Personal information
- Full name: Shahin Salim oglu Imranov
- Nationality: Azerbaijani
- Born: September 23, 1980 (age 45) Sumgait, AzSSR, USSR
- Height: 1.70 m (5 ft 7 in)
- Weight: 57 kg (126 lb)

Sport
- Sport: Boxing
- Weight class: Featherweight

Medal record
Olympic Games
| Bronze medal – third place | 2008 Beijing | Featherweight |
European Amateur Championships
| Silver medal – second place | 2002 Perm | Featherweight |
| Silver medal – second place | 2006 Plovdiv | Featherweight |

= Shahin Imranov =

Azerbaijani boxer (born 1980)

Shahin Imranov (Şahin İmranov) (born 23 September 1980) is a boxer from Azerbaijan. He is
best known for winning two featherweight silver medals at European championships.

==Career==
Imranov won a silver medal at the 2002 European Amateur Boxing Championships.

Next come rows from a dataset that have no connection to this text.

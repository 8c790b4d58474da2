//! Shared utilities for integration and load testing.

#![allow(dead_code)]

use std::io::{Read, Write};
use std::net::{IpAddr, Ipv4Addr, SocketAddr, TcpStream};
use std::sync::atomic::{AtomicUsize, Ordering};
use std::sync::{Arc, Mutex};
use std::thread::{self, JoinHandle};
use std::time::{Duration, Instant};

use conn_server::net::ConnectionRegistry;
use conn_server::{MessageHandler, Server, ServerConfig, ShutdownSignal};

/// A server running on a background thread, bound to an ephemeral loopback port.
pub struct TestServer {
    pub addr: SocketAddr,
    pub shutdown: ShutdownSignal,
    pub connections: ConnectionRegistry,
    handle: Option<JoinHandle<()>>,
}

impl TestServer {
    /// Trigger shutdown and wait for the accept loop to return.
    /// Returns how long the accept loop took to exit.
    pub fn stop(mut self) -> Duration {
        let start = Instant::now();
        self.shutdown.trigger();
        if let Some(handle) = self.handle.take() {
            handle.join().unwrap();
        }
        start.elapsed()
    }

    /// Poll until the registry holds `expected` connections.
    pub fn wait_for_connections(&self, expected: usize, timeout: Duration) -> bool {
        let deadline = Instant::now() + timeout;
        while Instant::now() < deadline {
            if self.connections.len() == expected {
                return true;
            }
            thread::sleep(Duration::from_millis(10));
        }
        self.connections.len() == expected
    }

    pub fn connect(&self) -> TcpStream {
        let stream = TcpStream::connect(self.addr).unwrap();
        stream
            .set_read_timeout(Some(Duration::from_secs(5)))
            .unwrap();
        stream
    }
}

impl Drop for TestServer {
    fn drop(&mut self) {
        self.shutdown.trigger();
    }
}

/// Loopback configuration on an ephemeral port.
pub fn test_config() -> ServerConfig {
    let mut config = ServerConfig::with_port(0);
    config.listener.host = IpAddr::V4(Ipv4Addr::LOCALHOST);
    config
}

pub fn start<H: MessageHandler>(handler: H) -> TestServer {
    start_with(test_config(), handler)
}

pub fn start_with<H: MessageHandler>(config: ServerConfig, handler: H) -> TestServer {
    let shutdown = ShutdownSignal::new();
    let server = Server::bind(config, handler, shutdown.clone()).unwrap();
    let addr = server.local_addr();
    let connections = server.connections();
    let handle = thread::spawn(move || server.run());

    TestServer {
        addr,
        shutdown,
        connections,
        handle: Some(handle),
    }
}

/// Handler that records every message it sees and echoes it back.
#[derive(Clone, Default)]
pub struct Recorder {
    pub calls: Arc<AtomicUsize>,
    pub messages: Arc<Mutex<Vec<Vec<u8>>>>,
}

impl Recorder {
    pub fn calls(&self) -> usize {
        self.calls.load(Ordering::SeqCst)
    }

    pub fn messages(&self) -> Vec<Vec<u8>> {
        self.messages.lock().unwrap().clone()
    }
}

impl MessageHandler for Recorder {
    fn process_message(&self, buffer: &mut [u8], received: usize) -> usize {
        self.calls.fetch_add(1, Ordering::SeqCst);
        self.messages.lock().unwrap().push(buffer[..received].to_vec());
        received
    }
}

/// Send `message` and read exactly `expected_len` response bytes.
pub fn round_trip(stream: &mut TcpStream, message: &[u8], expected_len: usize) -> Vec<u8> {
    stream.write_all(message).unwrap();
    let mut response = vec![0u8; expected_len];
    stream.read_exact(&mut response).unwrap();
    response
}

/// True once the server has closed `stream` (EOF or reset).
pub fn is_closed_by_server(stream: &mut TcpStream) -> bool {
    let mut buf = [0u8; 64];
    match stream.read(&mut buf) {
        Ok(0) => true,
        Ok(_) => false,
        Err(e) => !matches!(
            e.kind(),
            std::io::ErrorKind::WouldBlock | std::io::ErrorKind::TimedOut
        ),
    }
}
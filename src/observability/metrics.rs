//! Metrics collection and exposition.
//!
//! # Metrics
//! - `server_connections_accepted_total` (counter): clients accepted
//! - `server_connections_active` (gauge): workers currently serving
//! - `server_connections_closed_total` (counter): closes by `reason`
//! - `server_messages_processed_total` (counter): handler invocations
//! - `server_message_processing_seconds` (histogram): handler latency
//! - `server_accept_errors_total` (counter): accept failures other than would-block
//!
//! # Design Decisions
//! - Recording goes through the `metrics` facade and is a no-op until an
//!   exporter is installed
//! - The Prometheus exporter is optional and off by default

use metrics_exporter_prometheus::{BuildError, PrometheusBuilder};
use std::net::SocketAddr;
use std::time::Duration;

use crate::net::connection::CloseReason;

/// Install the Prometheus exporter, serving scrapes on `addr`.
///
/// Must be called from within a Tokio runtime.
pub fn init_metrics(addr: SocketAddr) -> Result<(), BuildError> {
    PrometheusBuilder::new().with_http_listener(addr).install()?;
    tracing::info!(address = %addr, "Metrics endpoint started");
    Ok(())
}

pub fn connection_accepted() {
    metrics::counter!("server_connections_accepted_total").increment(1);
}

pub fn connection_opened() {
    metrics::gauge!("server_connections_active").increment(1.0);
}

pub fn connection_closed(reason: CloseReason) {
    metrics::gauge!("server_connections_active").decrement(1.0);
    metrics::counter!("server_connections_closed_total", "reason" => reason.as_str()).increment(1);
}

pub fn message_processed(elapsed: Duration) {
    metrics::counter!("server_messages_processed_total").increment(1);
    metrics::histogram!("server_message_processing_seconds").record(elapsed.as_secs_f64());
}

pub fn accept_error() {
    metrics::counter!("server_accept_errors_total").increment(1);
}
//! Configuration loading from disk.

use std::fs;
use std::path::Path;
use thiserror::Error;

use crate::config::schema::ServerConfig;
use crate::config::validation::{validate_config, ValidationError};

/// Error type for configuration loading.
#[derive(Debug, Error)]
pub enum ConfigError {
    #[error("IO error: {0}")]
    Io(#[from] std::io::Error),

    #[error("Parse error: {0}")]
    Parse(#[from] toml::de::Error),

    #[error("Validation failed: {}", join(.0))]
    Validation(Vec<ValidationError>),
}

fn join(errors: &[ValidationError]) -> String {
    errors
        .iter()
        .map(ToString::to_string)
        .collect::<Vec<_>>()
        .join(", ")
}

/// Read and parse a TOML file without semantic validation.
///
/// For callers that apply overrides before validating.
pub fn read_config(path: &Path) -> Result<ServerConfig, ConfigError> {
    let content = fs::read_to_string(path)?;
    Ok(toml::from_str(&content)?)
}

/// Load and validate configuration from a TOML file.
pub fn load_config(path: &Path) -> Result<ServerConfig, ConfigError> {
    let config = read_config(path)?;

    validate_config(&config).map_err(ConfigError::Validation)?;

    tracing::debug!(path = %path.display(), "Configuration loaded");
    Ok(config)
}
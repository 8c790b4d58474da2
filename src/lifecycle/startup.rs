//! Startup orchestration.
//!
//! # Responsibilities
//! - Bind the server before anything else runs
//! - Run the blocking accept loop off the async runtime
//! - Wire termination signals to the shutdown signal
//!
//! # Design Decisions
//! - Fail fast: a bind error is returned before signals are installed
//! - The accept loop owns a blocking thread; signals stay on the runtime

use crate::config::ServerConfig;
use crate::error::ServerError;
use crate::handler::MessageHandler;
use crate::lifecycle::{signals, ShutdownSignal};
use crate::server::Server;

/// Serve until SIGINT/SIGTERM, then shut down.
pub async fn run<H: MessageHandler>(config: ServerConfig, handler: H) -> Result<(), ServerError> {
    run_until(config, handler, ShutdownSignal::new()).await
}

/// Serve until `shutdown` is triggered, by a signal or by the caller.
pub async fn run_until<H: MessageHandler>(
    config: ServerConfig,
    handler: H,
    shutdown: ShutdownSignal,
) -> Result<(), ServerError> {
    let server = Server::bind(config, handler, shutdown.clone())?;
    let signal_task = signals::install(shutdown);

    let result = tokio::task::spawn_blocking(move || server.run()).await;
    signal_task.abort();
    result?;
    Ok(())
}
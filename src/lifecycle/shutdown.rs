//! Shutdown coordination for the server.

use std::sync::atomic::{AtomicBool, Ordering};
use std::sync::{Arc, Condvar, Mutex};
use std::time::Duration;

/// Coordinator for cooperative shutdown.
///
/// A cheap, cloneable handle around a single flag. The owner calls
/// [`trigger`](Self::trigger) once; the accept loop and every connection
/// worker observe it at their suspension points.
#[derive(Debug, Clone, Default)]
pub struct ShutdownSignal {
    inner: Arc<Inner>,
}

#[derive(Debug, Default)]
struct Inner {
    triggered: AtomicBool,
    lock: Mutex<()>,
    wakeup: Condvar,
}

impl ShutdownSignal {
    /// Create a new, untriggered shutdown signal.
    pub fn new() -> Self {
        Self::default()
    }

    /// Trigger the shutdown signal. Further calls are no-ops.
    pub fn trigger(&self) {
        if self.inner.triggered.swap(true, Ordering::SeqCst) {
            return;
        }
        // Taking the lock orders the store before any waiter re-checks the flag.
        let _guard = self.inner.lock.lock().unwrap_or_else(|e| e.into_inner());
        self.inner.wakeup.notify_all();
        tracing::info!("Shutdown signal triggered");
    }

    /// Whether shutdown has been requested.
    pub fn is_triggered(&self) -> bool {
        self.inner.triggered.load(Ordering::SeqCst)
    }

    /// Block for up to `timeout`, returning early if shutdown is triggered.
    ///
    /// Returns `true` if shutdown has been requested.
    pub fn wait_timeout(&self, timeout: Duration) -> bool {
        let guard = self.inner.lock.lock().unwrap_or_else(|e| e.into_inner());
        let (_guard, _) = self
            .inner
            .wakeup
            .wait_timeout_while(guard, timeout, |_| !self.is_triggered())
            .unwrap_or_else(|e| e.into_inner());
        self.is_triggered()
    }
}

#[cfg(test)]
mod tests {
    use super::*;
    use std::thread;
    use std::time::Instant;

    #[test]
    fn starts_untriggered() {
        let signal = ShutdownSignal::new();
        assert!(!signal.is_triggered());
    }

    #[test]
    fn clones_share_state() {
        let signal = ShutdownSignal::new();
        let observer = signal.clone();
        signal.trigger();
        assert!(observer.is_triggered());

        // second trigger is harmless
        signal.trigger();
        assert!(observer.is_triggered());
    }

    #[test]
    fn wait_times_out_when_not_triggered() {
        let signal = ShutdownSignal::new();
        let start = Instant::now();
        assert!(!signal.wait_timeout(Duration::from_millis(50)));
        assert!(start.elapsed() >= Duration::from_millis(50));
    }

    #[test]
    fn trigger_wakes_waiter_early() {
        let signal = ShutdownSignal::new();
        let waiter = signal.clone();
        let handle = thread::spawn(move || {
            let start = Instant::now();
            let triggered = waiter.wait_timeout(Duration::from_secs(10));
            (triggered, start.elapsed())
        });

        thread::sleep(Duration::from_millis(50));
        signal.trigger();

        let (triggered, elapsed) = handle.join().unwrap();
        assert!(triggered);
        assert!(elapsed < Duration::from_secs(5));
    }
}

He qualified for the 2004 Summer Olympics by ending up in second place at the 2nd AIBA European 2004 Olympic Qualifying Tournament in Warsaw, Poland. In the 2004 Olympics boxing tournament he was defeated in the second round of the featherweight (57 kg) division by the eventual gold medal winner, Russian Alexei Tichtchenko.

He repeated his 2002 championship success at the 2006 European Amateur Boxing Championships. At the world championships of 2007 he was upset by Indian Anthresh Lalit Lakra. At the 2008 Olympics, he retired with an elbow injury in his semifinal bout against France's Khedafi Djelkhir and won bronze, he was trailing 2–5.